A new synthetic TLR4 agonist, GLA, allows dendritic cells targeted with antigen to elicit Th1 T cell immunity in vivo

Protein-based vaccines offer safety and cost advantages but require adjuvants to induce immunity. Glucopyranosyl Lipid A (GLA) is a new synthetic non-toxic analogue of lipopolysaccharide. In mice, in comparison to non-formulated LPS and another analog Monophosphoryl Lipid A, formulated GLA induced higher antibody titers and generated Type 1 T cell responses to HIV gag-p24 protein in spleen and lymph nodes, which was dependent on TLR4 expression. Immunization was greatly improved by targeting HIV gag p24 to dendritic cells (DCs) within anti-DEC antibody, a DC receptor for antigen uptake and processing. Subcutaneous immunization induced antigen-specific T cell responses in the intestinal lamina propria. Immunity did not develop in mice transiently depleted of DCs. To understand how GLA works, we studied DCs directly from the vaccinated mice.

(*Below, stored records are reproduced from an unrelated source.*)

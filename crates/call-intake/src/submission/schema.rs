use std::fmt;

use serde_json::{Map, Value};

use super::{FieldKey, FieldRecord, FormInfo, Submission, SHORT_FIELD_MAX_CHARS};

const FIELD_ATTRIBUTES: [&str; 6] = ["id", "type", "title", "value", "raw_value", "required"];
const NON_EMPTY_ATTRIBUTES: [&str; 3] = ["id", "type", "title"];
const CAPPED_ATTRIBUTES: [&str; 2] = ["value", "raw_value"];

/// A single schema violation, addressed by its dotted path.
#[derive(Debug, Clone, PartialEq, Eq)]
pub struct ValidationIssue {
    pub path: String,
    pub message: String,
}

impl fmt::Display for ValidationIssue {
    fn fmt(&self, f: &mut fmt::Formatter<'_>) -> fmt::Result {
        write!(f, "\"{}\" {}", self.path, self.message)
    }
}

/// The submission does not conform to the form schema.
#[derive(Debug, Clone, PartialEq, Eq)]
pub struct ValidationError {
    issues: Vec<ValidationIssue>,
}

impl ValidationError {
    pub fn issues(&self) -> &[ValidationIssue] {
        &self.issues
    }
}

impl fmt::Display for ValidationError {
    fn fmt(&self, f: &mut fmt::Formatter<'_>) -> fmt::Result {
        write!(f, "invalid submission: ")?;
        for (index, issue) in self.issues.iter().enumerate() {
            if index > 0 {
                write!(f, "; ")?;
            }
            write!(f, "{issue}")?;
        }
        Ok(())
    }
}

impl std::error::Error for ValidationError {}

#[derive(Default)]
struct Issues(Vec<ValidationIssue>);

impl Issues {
    fn push(&mut self, path: impl Into<String>, message: impl Into<String>) {
        self.0.push(ValidationIssue {
            path: path.into(),
            message: message.into(),
        });
    }
}

/// Checks a decoded body against the form schema.
///
/// Every key is optional, unknown keys are rejected, and either the whole
/// body conforms or every violation is reported.
pub fn validate(raw: &Map<String, Value>) -> Result<Submission, ValidationError> {
    let mut issues = Issues::default();
    let mut form = FormInfo::default();
    let mut meta = Map::new();
    let mut fields = Vec::new();

    for (key, value) in raw {
        match key.as_str() {
            "form" => form = validate_form(value, &mut issues),
            "fields" => fields = validate_fields(value, &mut issues),
            "meta" => match value.as_object() {
                Some(object) => meta = object.clone(),
                None => issues.push("meta", "must be of type object"),
            },
            other => issues.push(other, "is not allowed"),
        }
    }

    if !issues.0.is_empty() {
        return Err(ValidationError { issues: issues.0 });
    }

    let mut submission = Submission::new(form, meta);
    for (key, record) in fields {
        submission.insert_field(key, record);
    }
    Ok(submission)
}

fn validate_form(value: &Value, issues: &mut Issues) -> FormInfo {
    let Some(object) = value.as_object() else {
        issues.push("form", "must be of type object");
        return FormInfo::default();
    };

    let mut form = FormInfo::default();
    for (key, value) in object {
        let path = format!("form.{key}");
        let slot = match key.as_str() {
            "id" => &mut form.id,
            "name" => &mut form.name,
            _ => {
                issues.push(path, "is not allowed");
                continue;
            }
        };
        match value.as_str() {
            Some("") => issues.push(path, "is not allowed to be empty"),
            Some(text) => *slot = Some(text.to_string()),
            None => issues.push(path, "must be a string"),
        }
    }
    form
}

fn validate_fields(value: &Value, issues: &mut Issues) -> Vec<(FieldKey, FieldRecord)> {
    let Some(object) = value.as_object() else {
        issues.push("fields", "must be of type object");
        return Vec::new();
    };

    let mut records = Vec::new();
    for (name, value) in object {
        let path = format!("fields.{name}");
        let Some(key) = FieldKey::from_wire(name) else {
            issues.push(path, "is not allowed");
            continue;
        };
        if let Some(record) = validate_record(key, &path, value, issues) {
            records.push((key, record));
        }
    }
    records
}

fn validate_record(
    key: FieldKey,
    path: &str,
    value: &Value,
    issues: &mut Issues,
) -> Option<FieldRecord> {
    let Some(object) = value.as_object() else {
        issues.push(path, "must be of type object");
        return None;
    };

    let before = issues.0.len();
    for (attribute, value) in object {
        let attribute_path = format!("{path}.{attribute}");
        if !FIELD_ATTRIBUTES.contains(&attribute.as_str()) {
            issues.push(attribute_path, "is not allowed");
            continue;
        }

        let Some(text) = value.as_str() else {
            issues.push(attribute_path, "must be a string");
            continue;
        };

        if text.is_empty() && NON_EMPTY_ATTRIBUTES.contains(&attribute.as_str()) {
            issues.push(attribute_path, "is not allowed to be empty");
        } else if key.is_short()
            && CAPPED_ATTRIBUTES.contains(&attribute.as_str())
            && text.chars().count() > SHORT_FIELD_MAX_CHARS
        {
            issues.push(
                attribute_path,
                format!(
                    "length must be less than or equal to {SHORT_FIELD_MAX_CHARS} characters long"
                ),
            );
        }
    }

    if issues.0.len() > before {
        return None;
    }
    serde_json::from_value(value.clone()).ok()
}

Within 4 hrs, GLA caused DCs in vivo to upregulate CD86 and CD40 and produce cytokines including IL-12p70. Importantly, DCs removed from mice 4 hrs after vaccination became immunogenic, capable of inducing T cell immunity upon injection into naive mice. These data indicate that a synthetic and clinically feasible TLR4 agonist rapidly stimulates full maturation of DCs in vivo and this allows for adaptive immunity to develop many weeks to months later.